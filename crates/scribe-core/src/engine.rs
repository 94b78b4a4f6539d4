//! Script engine seam.
//!
//! The embedded web engine is an external collaborator. The bridge only
//! needs one capability from it: evaluate a script and report the result.

use crate::error::Result;
use crate::value::ScriptValue;

/// Continuation invoked with the outcome of a single evaluation.
pub type ScriptCallback = Box<dyn FnOnce(Result<ScriptValue>)>;

/// An embedded script environment.
///
/// Implementations must call `done` at most once, on the owner thread. It
/// may be called before `evaluate_script` returns or at any later point.
/// Completions of distinct evaluations may arrive in any order.
///
/// An engine torn down with evaluations in flight may never call `done`.
/// Continuations created by [`RichEditor`](crate::RichEditor) only hold weak
/// references, so a lost completion leaks nothing beyond its own closure.
pub trait ScriptEngine {
    /// Submit `script` for evaluation.
    fn evaluate_script(&self, script: &str, done: ScriptCallback);
}
//! Platform-specific WebView implementations.

#[cfg(target_os = "macos")]
pub mod macos;

#[cfg(target_os = "macos")]
mod macos_navigation;

#[cfg(not(target_os = "macos"))]
pub mod unsupported;

#[cfg(target_os = "macos")]
pub use macos::MacosWebView as PlatformWebView;

#[cfg(not(target_os = "macos"))]
pub use unsupported::UnsupportedWebView as PlatformWebView;
//! Platform WebView engines for the Scribe rich-text editor.
//!
//! Each platform type hosts the editor page, implements
//! [`ScriptEngine`](scribe_core::ScriptEngine) on top of the native
//! script-evaluation API, and forwards navigation-policy decisions to a
//! [`RichEditor`] so the notification signal can be intercepted.

mod error;
pub mod platform;

use std::ffi::c_void;
use std::rc::Rc;

use scribe_core::{EditorConfig, RichEditor, Viewport};

pub use error::{Result, WebViewError};
pub use platform::PlatformWebView;

/// Configuration for an editor WebView.
pub struct WebViewConfig<'a> {
    /// Editor page markup, loaded when the WebView is attached.
    pub html: &'a str,
    /// Base URL for resolving relative references in `html`.
    pub base_url: Option<&'a str>,
    /// Whether to enable developer tools.
    pub dev_tools: bool,
}

/// Attach a WebView to `parent` and wire a [`RichEditor`] to it.
///
/// The returned editor is unloaded until the page reports `ready`.
///
/// # Safety
///
/// `parent` must be a valid native view handle for the current platform
/// (`NSView*` on macOS). Must be called from the main thread.
pub unsafe fn attach_editor(
    parent: *mut c_void,
    webview_config: &WebViewConfig<'_>,
    viewport: Rc<dyn Viewport>,
    editor_config: EditorConfig,
) -> Result<(Rc<PlatformWebView>, RichEditor)> {
    // SAFETY: forwarded from the caller's contract.
    let webview = match unsafe { PlatformWebView::attach_to_parent(parent, webview_config) } {
        Ok(webview) => Rc::new(webview),
        Err(e) => {
            log::error!("Failed to create editor WebView: {e}");
            return Err(e);
        }
    };

    let editor = RichEditor::new(webview.clone(), viewport, editor_config);
    webview.route_navigation(&editor);
    Ok((webview, editor))
}
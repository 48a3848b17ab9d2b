//! Model bundle persistence across registry instances (process restarts).

use std::sync::Arc;

use tempfile::TempDir;

use teller::classifier::{Classifier, Department, KeywordTable, RoutedBy};
use teller::registry::{BUNDLE_MAGIC, ModelRegistry};

#[tokio::test]
async fn test_bundle_survives_restart() {
    let temp = TempDir::new().unwrap();
    let path = temp.path().join("categorization_model.rkyv");

    let first = ModelRegistry::new();
    let trained = first.load_or_train(&path).await.unwrap();
    assert_eq!(first.training_runs(), 1);

    let bytes = std::fs::read(&path).unwrap();
    assert_eq!(&bytes[..4], BUNDLE_MAGIC);

    let second = ModelRegistry::new();
    let loaded = second.load_or_train(&path).await.unwrap();

    assert_eq!(second.training_runs(), 0);
    assert_eq!(loaded.bundle_id, trained.bundle_id);
    assert_eq!(loaded.labels, trained.labels);
}

#[tokio::test]
async fn test_sequential_loads_share_label_mapping() {
    let temp = TempDir::new().unwrap();
    let path = temp.path().join("model.rkyv");
    let registry = ModelRegistry::new();

    let a = registry.load_or_train(&path).await.unwrap();
    let b = registry.load_or_train(&path).await.unwrap();

    assert!(Arc::ptr_eq(&a, &b));
    let expected: Vec<String> = {
        let mut names: Vec<String> = Department::ALL
            .iter()
            .map(|d| d.name().to_string())
            .collect();
        names.sort();
        names
    };
    assert_eq!(a.labels, expected);
}

#[tokio::test]
async fn test_classifier_recovers_from_truncated_bundle() {
    let temp = TempDir::new().unwrap();
    let path = temp.path().join("model.rkyv");
    std::fs::write(&path, b"TLMB\x01").unwrap();

    let registry = Arc::new(ModelRegistry::new());
    let classifier = Classifier::new(
        KeywordTable::builtin(),
        Arc::clone(&registry),
        &path,
        Department::FALLBACK,
    );

    let outcome = classifier.try_classify("RD maturity?").await.unwrap();

    assert_eq!(outcome.stage.routed_by(), RoutedBy::Model);
    assert_eq!(registry.training_runs(), 1);
    assert!(std::fs::read(&path).unwrap().len() > 8);
}

#[tokio::test]
async fn test_retrain_replaces_cached_bundle() {
    let temp = TempDir::new().unwrap();
    let path = temp.path().join("model.rkyv");
    let registry = ModelRegistry::new();

    let before = registry.load_or_train(&path).await.unwrap();
    let after = registry.retrain(&path).await.unwrap();

    assert_ne!(before.bundle_id, after.bundle_id);
    assert_eq!(registry.training_runs(), 2);
    assert_eq!(
        registry.cached(&path).map(|b| b.bundle_id.clone()),
        Some(after.bundle_id.clone())
    );

    assert!(registry.invalidate(&path));
    assert!(!registry.is_loaded(&path));

    // the persisted retrained bundle is what comes back
    let reloaded = registry.load_or_train(&path).await.unwrap();
    assert_eq!(reloaded.bundle_id, after.bundle_id);
    assert_eq!(registry.training_runs(), 2);
}
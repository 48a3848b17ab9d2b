//! Query classification into departments.
//!
//! Two stages over the same normalised text ([`preprocess`]):
//!
//! 1. Keyword counting per department ([`KeywordTable`]). The strictly highest count
//!    wins; ties resolve to the department registered first.
//! 2. If no department has a hit, a TF-IDF + multinomial Naive Bayes bundle from the
//!    [`ModelRegistry`](crate::registry::ModelRegistry) predicts the label.

mod classifier;
mod department;
mod error;
mod keywords;
mod preprocess;


pub use classifier::{ClassificationOutcome, ClassificationStage, Classifier, RoutedBy};
pub use department::Department;
pub use error::ClassifierError;
pub use keywords::{DepartmentKeywords, KeywordConfig, KeywordScores, KeywordTable};
pub use preprocess::{preprocess, tokenize};
//! Test server harness.

use std::net::SocketAddr;
use std::path::PathBuf;
use std::sync::Arc;
use std::time::Duration;

use tempfile::TempDir;
use tokio::net::TcpListener;
use tokio::sync::oneshot;
use tokio::task::JoinHandle;

use teller::classifier::{Classifier, Department, KeywordTable};
use teller::config::Config;
use teller::embedding::{Modality, StubEmbeddingProvider};
use teller::gateway::{HandlerState, create_router_with_state};
use teller::registry::ModelRegistry;
use teller::router::{RequestRouter, WorkerPool};
use teller::transcription::{StubTranscriber, Transcriber};
use teller::verification::{VerificationConfig, VerificationEngine};

const STARTUP_WAIT_TIMEOUT_SECS: u64 = 5;
const STARTUP_POLL_INTERVAL_MS: u64 = 50;

#[derive(Debug, Clone)]
pub struct TestServerConfig {
    pub port: u16,
    pub storage_path: Option<PathBuf>,
    pub face_threshold: f64,
    pub voice_threshold: f64,
    pub fallback_department: Department,
    /// Train the classification bundle before accepting connections.
    pub warm_model: bool,
    pub transcriber: Option<Arc<dyn Transcriber>>,
}

impl Default for TestServerConfig {
    fn default() -> Self {
        let defaults = Config::default();
        Self {
            port: 0,
            storage_path: None,
            face_threshold: defaults.face_threshold,
            voice_threshold: defaults.voice_threshold,
            fallback_department: defaults.fallback_department,
            warm_model: true,
            transcriber: None,
        }
    }
}

pub struct TestServer {
    pub addr: SocketAddr,
    pub registry: Arc<ModelRegistry>,
    pub model_path: PathBuf,
    _server_handle: JoinHandle<()>,
    shutdown_tx: Option<oneshot::Sender<()>>,
    _temp_dir: Option<TempDir>,
}

impl TestServer {
    pub fn url(&self) -> String {
        format!("http://{}", self.addr)
    }

    pub async fn shutdown(mut self) {
        if let Some(tx) = self.shutdown_tx.take() {
            let _ = tx.send(());
        }
    }
}

impl Drop for TestServer {
    fn drop(&mut self) {
        if let Some(tx) = self.shutdown_tx.take() {
            let _ = tx.send(());
        }
    }
}

pub async fn find_available_port() -> std::io::Result<u16> {
    let listener = TcpListener::bind("127.0.0.1:0").await?;
    let addr = listener.local_addr()?;
    Ok(addr.port())
}

pub async fn wait_for_server_ready(
    addr: SocketAddr,
    timeout: Duration,
    interval: Duration,
) -> Result<(), ServerStartupError> {
    let start = std::time::Instant::now();

    loop {
        if start.elapsed() > timeout {
            return Err(ServerStartupError::Timeout);
        }

        match tokio::net::TcpStream::connect(addr).await {
            Ok(_) => return Ok(()),
            Err(_) => {
                tokio::time::sleep(interval).await;
            }
        }
    }
}

#[derive(Debug, thiserror::Error)]
pub enum ServerStartupError {
    #[error("Server failed to start within timeout")]
    Timeout,
    #[error("Failed to bind to address: {0}")]
    BindError(#[from] std::io::Error),
    #[error("Server startup failed: {0}")]
    StartupFailed(String),
}

/// Spawns a server wired the way `main` wires it: stub extractors at the default
/// dimensions, a stub transcriber unless one is supplied, and the built-in keyword
/// table and training corpus. The model bundle lives in a temporary directory.
pub async fn spawn_test_server(config: TestServerConfig) -> Result<TestServer, ServerStartupError> {
    let port = if config.port == 0 {
        find_available_port().await?
    } else {
        config.port
    };

    let addr = SocketAddr::from(([127, 0, 0, 1], port));
    let listener = TcpListener::bind(addr).await?;
    let local_addr = listener.local_addr()?;

    let (storage_path, _temp_dir) = if let Some(path) = config.storage_path {
        (path, None)
    } else {
        let temp_dir =
            TempDir::new().map_err(|e| ServerStartupError::StartupFailed(e.to_string()))?;
        (temp_dir.path().to_path_buf(), Some(temp_dir))
    };

    let defaults = Config {
        storage_path: storage_path.clone(),
        ..Default::default()
    };
    let model_path = defaults.model_bundle_path();

    let registry = Arc::new(ModelRegistry::new());
    if config.warm_model {
        registry
            .load_or_train(&model_path)
            .await
            .map_err(|e| ServerStartupError::StartupFailed(e.to_string()))?;
    }

    let classifier = Classifier::new(
        KeywordTable::builtin(),
        Arc::clone(&registry),
        model_path.clone(),
        config.fallback_department,
    );

    let engine = VerificationEngine::new(VerificationConfig {
        dims: defaults.dims,
        face_threshold: config.face_threshold,
        voice_threshold: config.voice_threshold,
    })
    .map_err(|e| ServerStartupError::StartupFailed(e.to_string()))?;

    let transcriber = config
        .transcriber
        .unwrap_or_else(|| Arc::new(StubTranscriber::new()));

    let router = RequestRouter::new(
        Arc::new(StubEmbeddingProvider::new(
            Modality::Face,
            defaults.dims.face_dim,
        )),
        Arc::new(StubEmbeddingProvider::new(
            Modality::Voice,
            defaults.dims.voice_dim,
        )),
        transcriber,
        engine,
        Arc::new(classifier),
        WorkerPool::new(defaults.worker_pool_size, defaults.external_timeout),
    )
    .map_err(|e| ServerStartupError::StartupFailed(e.to_string()))?;

    let state = HandlerState::new(Arc::new(router), storage_path, defaults.max_upload_bytes);
    let app = create_router_with_state(state);

    let (shutdown_tx, shutdown_rx) = oneshot::channel();

    let server_handle = tokio::spawn(async move {
        axum::serve(listener, app)
            .with_graceful_shutdown(async {
                let _ = shutdown_rx.await;
            })
            .await
            .unwrap();
    });

    wait_for_server_ready(
        local_addr,
        Duration::from_secs(STARTUP_WAIT_TIMEOUT_SECS),
        Duration::from_millis(STARTUP_POLL_INTERVAL_MS),
    )
    .await?;

    Ok(TestServer {
        addr: local_addr,
        registry,
        model_path,
        _server_handle: server_handle,
        shutdown_tx: Some(shutdown_tx),
        _temp_dir,
    })
}
//! Scripted transcriber for tests.

use std::sync::Arc;
use std::sync::atomic::{AtomicUsize, Ordering};
use std::time::Duration;

use super::{MediaKind, Transcriber, TranscriptionError};

#[derive(Debug, Clone)]
pub struct MockTranscriber {
    outcome: Result<Option<String>, TranscriptionError>,
    delay: Option<Duration>,
    calls: Arc<AtomicUsize>,
}

impl MockTranscriber {
    pub fn returning(text: impl Into<String>) -> Self {
        Self::with_outcome(Ok(Some(text.into())))
    }

    /// Transcription succeeds but hears nothing.
    pub fn silent() -> Self {
        Self::with_outcome(Ok(None))
    }

    pub fn failing(error: TranscriptionError) -> Self {
        Self::with_outcome(Err(error))
    }

    fn with_outcome(outcome: Result<Option<String>, TranscriptionError>) -> Self {
        Self {
            outcome,
            delay: None,
            calls: Arc::new(AtomicUsize::new(0)),
        }
    }

    pub fn with_delay(mut self, delay: Duration) -> Self {
        self.delay = Some(delay);
        self
    }

    pub fn calls(&self) -> usize {
        self.calls.load(Ordering::SeqCst)
    }
}

impl Transcriber for MockTranscriber {
    fn transcribe(
        &self,
        _media: &[u8],
        _kind: MediaKind,
    ) -> Result<Option<String>, TranscriptionError> {
        self.calls.fetch_add(1, Ordering::SeqCst);
        if let Some(delay) = self.delay {
            std::thread::sleep(delay);
        }
        self.outcome.clone()
    }
}
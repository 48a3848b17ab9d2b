use std::fmt;
use std::str::FromStr;

use serde::{Deserialize, Serialize};

use super::ClassifierError;

/// Back-office team a customer query is routed to.
///
/// Serialises as the human-readable department name. Parsing also accepts the variant
/// identifier and the short codes used by the ticketing service.
#[derive(Debug, Clone, Copy, PartialEq, Eq, Hash, PartialOrd, Ord, Serialize, Deserialize)]
pub enum Department {
    #[serde(rename = "Loan Services Department", alias = "LoanServices", alias = "loan")]
    LoanServices,

    #[serde(
        rename = "Deposit & Account Services Department",
        alias = "DepositAndAccountServices",
        alias = "deposit"
    )]
    DepositAndAccountServices,

    #[serde(
        rename = "Operations & Service Requests Department",
        alias = "OperationsAndServiceRequests",
        alias = "operation"
    )]
    OperationsAndServiceRequests,

    #[serde(
        rename = "Customer Grievance & Fraud Resolution Department",
        alias = "CustomerGrievanceAndFraudResolution",
        alias = "grievance"
    )]
    CustomerGrievanceAndFraudResolution,
}

impl Department {
    /// Registration order. Keyword ties resolve to the earliest entry.
    pub const ALL: [Department; 4] = [
        Department::LoanServices,
        Department::DepositAndAccountServices,
        Department::OperationsAndServiceRequests,
        Department::CustomerGrievanceAndFraudResolution,
    ];

    /// Default destination when classification degrades.
    pub const FALLBACK: Department = Department::LoanServices;

    pub fn name(&self) -> &'static str {
        match self {
            Department::LoanServices => "Loan Services Department",
            Department::DepositAndAccountServices => "Deposit & Account Services Department",
            Department::OperationsAndServiceRequests => {
                "Operations & Service Requests Department"
            }
            Department::CustomerGrievanceAndFraudResolution => {
                "Customer Grievance & Fraud Resolution Department"
            }
        }
    }

    pub fn identifier(&self) -> &'static str {
        match self {
            Department::LoanServices => "LoanServices",
            Department::DepositAndAccountServices => "DepositAndAccountServices",
            Department::OperationsAndServiceRequests => "OperationsAndServiceRequests",
            Department::CustomerGrievanceAndFraudResolution => {
                "CustomerGrievanceAndFraudResolution"
            }
        }
    }

    /// Ticketing-service short code.
    pub fn code(&self) -> &'static str {
        match self {
            Department::LoanServices => "loan",
            Department::DepositAndAccountServices => "deposit",
            Department::OperationsAndServiceRequests => "operation",
            Department::CustomerGrievanceAndFraudResolution => "grievance",
        }
    }
}

impl fmt::Display for Department {
    fn fmt(&self, f: &mut fmt::Formatter<'_>) -> fmt::Result {
        f.write_str(self.name())
    }
}

impl FromStr for Department {
    type Err = ClassifierError;

    fn from_str(s: &str) -> Result<Self, Self::Err> {
        let s = s.trim();
        Department::ALL
            .into_iter()
            .find(|d| {
                s == d.name()
                    || s.eq_ignore_ascii_case(d.identifier())
                    || s.eq_ignore_ascii_case(d.code())
            })
            .ok_or_else(|| ClassifierError::UnknownDepartment {
                value: s.to_string(),
            })
    }
}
********
■ **Your assignment**
Filter the preceding entries down to the lines with "names".

■ **Finished task**
        let mut names: Vec<String> = Department::ALL
        names.sort();
        names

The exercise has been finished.